I enjoyed Summer of My German Soldier, but was a slightly disappointed. I expected more interaction between Patty and Anton. The end was hopeful and the characters were fairly believable, yet the dialogue sounded a little forced to me. Still, I can't deny the writing was very good and I would read more by this author. The back cover states that Summer of My German Soldier was a National Book Award finalist and an ALA Notable Book.

There were some lovely sentences and bits of wisdom or insight in this book, and I took notes. Unfortunately, I wrote my notes on the heat sheets for kiddo's swim meet, he stuck them in his swim bag where they got soaked by a wet towel and bathing suit, and he claims he threw the papers away. So much for quotes. If I can locate them, however, I'll update this post because I did think there were some things worth sharing.



  1. That is a twist on the typical hiding the Jew storyline. Sounds good.

  2. This brings back memories, Nancy! I read Summer of My German Soldier when I was in the 7th grade. I fell in love with the story so much that I "forgot" to give the book back to the school when all the copies were collected. It's been years and years since I read it, but I still have the book and I remember it fondly. It's one of those books I fear ruining if I ever reread again . . . Thank you for a wonderful review!

  3. I read this when I was in school as well. I reread it last year (my only reread for the year) and really enjoyed it.

  4. Booklogged,

    That's what I liked best; the story was the reverse of what you typically read. And, there were consequences for the heroine's actions, which she faced up to with courage - loved that.

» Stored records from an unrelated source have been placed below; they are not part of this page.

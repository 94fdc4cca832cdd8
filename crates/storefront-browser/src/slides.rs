// SPDX-License-Identifier: Apache-2.0
// © James Ross Ω FLYING•ROBOTS <https://github.com/flyingrobots>
//! Slide views: project carousel effects onto markup.

use storefront_carousel::{Motion, SlideView};
use web_sys::{Element, HtmlElement};

use crate::console;

const ACTIVE_CLASS: &str = "active";

/// Index-swap markup: exactly one slide carries the `active` class.
pub(crate) struct ActiveClassView {
    slides: Vec<Element>,
}

impl ActiveClassView {
    pub(crate) fn new(slides: Vec<Element>) -> Self {
        Self { slides }
    }
}

impl SlideView for ActiveClassView {
    fn activate(&mut self, index: usize) {
        for (i, slide) in self.slides.iter().enumerate() {
            if let Err(err) = slide
                .class_list()
                .toggle_with_force(ACTIVE_CLASS, i == index)
            {
                console::error("cannot toggle slide class", &err);
            }
        }
    }

    fn translate(&mut self, _offset_px: f64, _motion: Motion) {}
}

/// Track markup: the whole strip moves with `transform: translateX`.
pub(crate) struct TrackView {
    track: HtmlElement,
}

impl TrackView {
    pub(crate) fn new(track: HtmlElement) -> Self {
        Self { track }
    }

    fn style(&self, property: &str, value: &str) {
        if let Err(err) = self.track.style().set_property(property, value) {
            console::error(&format!("cannot set track {property}"), &err);
        }
    }
}

impl SlideView for TrackView {
    fn activate(&mut self, _index: usize) {}

    fn translate(&mut self, offset_px: f64, motion: Motion) {
        match motion {
            Motion::Instant => self.style("transition", "none"),
            Motion::Eased { duration_ms } => self.style(
                "transition",
                &format!("transform {duration_ms}ms ease-in-out"),
            ),
        }
        self.style("transform", &format!("translateX({offset_px}px)"));
        if motion == Motion::Instant {
            // Flush layout so the next eased move starts from here.
            let _ = self.track.offset_width();
        }
    }
}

    This is the first time I've read the book, although it's been around long enough that I guess I just overlooked it when I was in school. I love the way you put "forgot" in quotes. :) There are a couple I wish I'd forgotten to return because I no longer know the author or title - just have a vague memory of a wonderful story. I've reread a few special books and found they weren't as good on the second read, so I can definitely understand the fear of ruining a book by rereading.

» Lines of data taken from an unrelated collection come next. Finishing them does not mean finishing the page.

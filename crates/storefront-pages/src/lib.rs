// SPDX-License-Identifier: Apache-2.0
// © James Ross Ω FLYING•ROBOTS <https://github.com/flyingrobots>
//! Storefront page behaviors, free of any DOM.
//!
//! Each module turns page input (markup attributes, form fields, cookies) into
//! [`api::ApiRequest`]s, and server replies into [`Outcome`]s the host renders
//! as toasts and navigations. Pricing, stock and order logic stay on the
//! server.

pub mod address;
pub mod api;
pub mod cart;
pub mod category;
pub mod newsletter;
pub mod order;
mod outcome;
pub mod page;
pub mod pagination;
pub mod reply;
pub mod search;
pub mod variant;

pub use outcome::{Followup, Notice, Outcome};
pub use page::{PageData, Product};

    I love it when I just happen to read a book a lot of people are already acquainted with! Have you read the sequel? I'm definitely going to look for the sequel.

  5. Never really had an urge to read Summer of My German Soldier, but now I'm thinkin' I might give it a go!

  6. Andi,

    I think you'd like the heroine; she's got spunk. I really loved the fact that she obviously knew there would be consequences to her actions but she still didn't hesitate. :)

  7. I was so happy to click on your blog and see the cover to Summer of My German Soldier. I've been wanting to read this recently, (I'm not sure if I read it when I was younger), especially with my YA kick in full swing. I'm glad you liked it.

  8. Camille,

    Naturally, I had to leap over to your blog to see what you've been reading. Good stuff, it sounds like. My son has read Because of Winn-Dixie but refused to see the movie because he figured it was sad enough reading material without having to watch it. LOL I can understand that.

    Hope you like Summer of My German Soldier. :)

  9. This book looks good and I have requested it from my library. :) I'll let you know what I think when I read it. :)

  10. Krista,

    I'll look forward to reading your thoughts. Hope you enjoy it. :)

  11. I think my daughter read (and loved) this when she was in junior high. It sounds so familiar that I wonder if I read it when she was finished.

    If you like a reverse narrative, give Yellow Raft in Blue Water by Michael Dorris. It's fabulous!

  12. Les,

    Quit it! I don't need to add more to my list. But, okay, I'll look. LOL Yes, I do like the way the concept is reversed. I got some cabinets to hold my TBR stacks but the hubby has told me that I have to fit anything and everything I bring home into those cabinets, so I'm trying to be careful and not bring much home.

    But, boy, did I have fun with my gift cards!!